Information supplied Start Marker

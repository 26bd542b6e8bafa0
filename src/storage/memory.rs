use crate::error::AppResult;
use crate::storage::LocalStorage;
use std::collections::HashMap;
use std::sync::{Mutex, PoisonError};

/// Non-persisting store; state lives only as long as the process.
#[derive(Debug, Default)]
pub struct MemoryStorage {
    items: Mutex<HashMap<String, String>>,
}

impl MemoryStorage {
    pub fn new() -> Self {
        Self::default()
    }
}

impl LocalStorage for MemoryStorage {
    fn get_item(&self, key: &str) -> AppResult<Option<String>> {
        let items = self.items.lock().unwrap_or_else(PoisonError::into_inner);
        Ok(items.get(key).cloned())
    }

    fn set_item(&self, key: &str, value: &str) -> AppResult<()> {
        let mut items = self.items.lock().unwrap_or_else(PoisonError::into_inner);
        items.insert(key.to_string(), value.to_string());
        Ok(())
    }

    fn remove_item(&self, key: &str) -> AppResult<()> {
        let mut items = self.items.lock().unwrap_or_else(PoisonError::into_inner);
        items.remove(key);
        Ok(())
    }
}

Information supplied End Marker

Task details:
Lines to set down from above: the line with "pub struct MemoryStorage", the line with "fn remove_item(&self, key: &str)", and every line between, each exactly as written.

Result:
pub struct MemoryStorage {
    items: Mutex<HashMap<String, String>>,
}

impl MemoryStorage {
    pub fn new() -> Self {
        Self::default()
    }
}

impl LocalStorage for MemoryStorage {
    fn get_item(&self, key: &str) -> AppResult<Option<String>> {
        let items = self.items.lock().unwrap_or_else(PoisonError::into_inner);
        Ok(items.get(key).cloned())
    }

    fn set_item(&self, key: &str, value: &str) -> AppResult<()> {
        let mut items = self.items.lock().unwrap_or_else(PoisonError::into_inner);
        items.insert(key.to_string(), value.to_string());
        Ok(())
    }

    fn remove_item(&self, key: &str) -> AppResult<()> {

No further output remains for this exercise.